The forearm consists of two bones: the radius (located on the thumb side) and the ulna (on the small finger side). Fractures can occur anywhere along these bones, from the elbow to the wrist, and may sometimes involve a dislocation, where a bone slips out of its joint. In children, forearm fractures often affect the growth plates—areas of cartilage that are weaker than bone.

Forearm fractures are very common in children, accounting for up to 50% of all pediatric fractures and occurring in about 1 in 100 children. Most of these fractures can be treated with a cast or splint, though some may require realignment.

Anatomy

Types

  • Physeal (Growth Plate) Fracture: This type involves the growth plate, especially common near the wrist. These fractures have a high potential for natural remodeling, particularly in younger children. Learn More
  • Torus or Buckle Fracture: This occurs when one side of the bone compresses and buckles without breaking completely through. It’s like pressing down on a paper towel roll until it buckles. The other side remains intact.
  • Greenstick Fracture: Here, one side of the bone breaks while the other side bends. Children’s bones are softer and more flexible, leading to this type of fracture.
  • Plastic Deformation Fractures: These involve bending of the bone without a complete break. The bone appears bowed on an X-ray, though no fracture line is visible.
  • Complete Fractures: These fractures result in the bone being fully separated, with the ends no longer touching.
  • Monteggia Fractures: This type features a fracture of the ulna with a dislocation of the radial head near the elbow.
  • Galeazzi Fractures: This injury involves a fracture of the radius and dislocation of the ulna at the wrist.

Symptoms

Signs of a forearm fracture include a deformed or crooked arm, swelling, pain, inability to move the arm, and bruising. In severe cases, there may be an open wound with bleeding, requiring immediate emergency care to prevent infection. Numbness or tingling in the hand or forearm also warrants urgent medical attention. Persistent pain, even without visible deformity, can indicate a fracture.

Diagnosis & Treatment

Examination

The doctor will assess the skin for bruising and swelling, palpate (examine by touching) the forearm, elbow, and wrist to identify pain, and gently move the joints. Checking the nerves and blood flow to the hand is also crucial.

X-Rays and Tests

X-rays are typically sufficient to diagnose a forearm fracture and may include imaging of the wrist and elbow if needed. In some cases, a CT scan might be used for a more detailed view.

Non-Operative Treatment

Most forearm fractures are treated without surgery. Stable fractures like buckle or torus fractures generally require a splint or cast for 3 to 4 weeks. 
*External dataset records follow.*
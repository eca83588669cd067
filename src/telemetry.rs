//! Telemetry initialization (tracing/tracing-subscriber).
//!
//! - LOG_LEVEL: EnvFilter directives, e.g. "debug" or "info,ledger=trace".
//! - LOG_FORMAT: "pretty" (default) or "json".
//!
//! Targets used across the crate: `geoquiz` (startup, transport), `quiz`
//! (question generation), `ledger` (players and scores).

use tracing_subscriber::EnvFilter;

pub const DEFAULT_FILTER: &str = "info,quiz=debug,ledger=debug,geoquiz=debug,tower_http=info,axum=info";

#[derive(Debug, Clone, Copy, PartialEq, Eq)]
pub enum LogFormat {
    Pretty,
    Json,
}

impl LogFormat {
    pub fn parse(raw: Option<&str>) -> Self {
        match raw.map(|s| s.trim().to_ascii_lowercase()).as_deref() {
            Some("json") => LogFormat::Json,
            _ => LogFormat::Pretty,
        }
    }
}

pub fn init_tracing() {
    let filter = EnvFilter::try_from_env("LOG_LEVEL").unwrap_or_else(|_| EnvFilter::new(DEFAULT_FILTER));

    let builder = tracing_subscriber::fmt()
        .with_env_filter(filter)
        .with_target(true)
        .with_file(true)
        .with_line_number(true);

    // The two builders have different types, so init in each arm.
    match LogFormat::parse(std::env::var("LOG_FORMAT").ok().as_deref()) {
        LogFormat::Json => builder.json().init(),
        LogFormat::Pretty => builder.init(),
    }
}

#[cfg(test)]
mod tests {
    use super::*;

    #[test]
    fn format_selection() {
        assert_eq!(LogFormat::parse(None), LogFormat::Pretty);
        assert_eq!(LogFormat::parse(Some("JSON ")), LogFormat::Json);
        assert_eq!(LogFormat::parse(Some("compact")), LogFormat::Pretty);
    }
}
If the bones are misaligned, realignment may be needed, either in the clinic, under sedation, or in the operating room. Some angulation and displacement are acceptable in younger children due to their rapid healing. Follow-up X-rays in 7 to 10 days may be necessary to ensure proper healing.  A cast is typically worn for 6 to 12 weeks, with potential changes from a long arm cast to a shorter cast at the 6-week mark.

Operative Treatment

Surgery might be required if:

  • There is a skin laceration near the fracture.
  • The bones fail to stay aligned in a cast.
  • The bones are healing in an incorrect position.
  • The fracture is near the elbow with misalignment.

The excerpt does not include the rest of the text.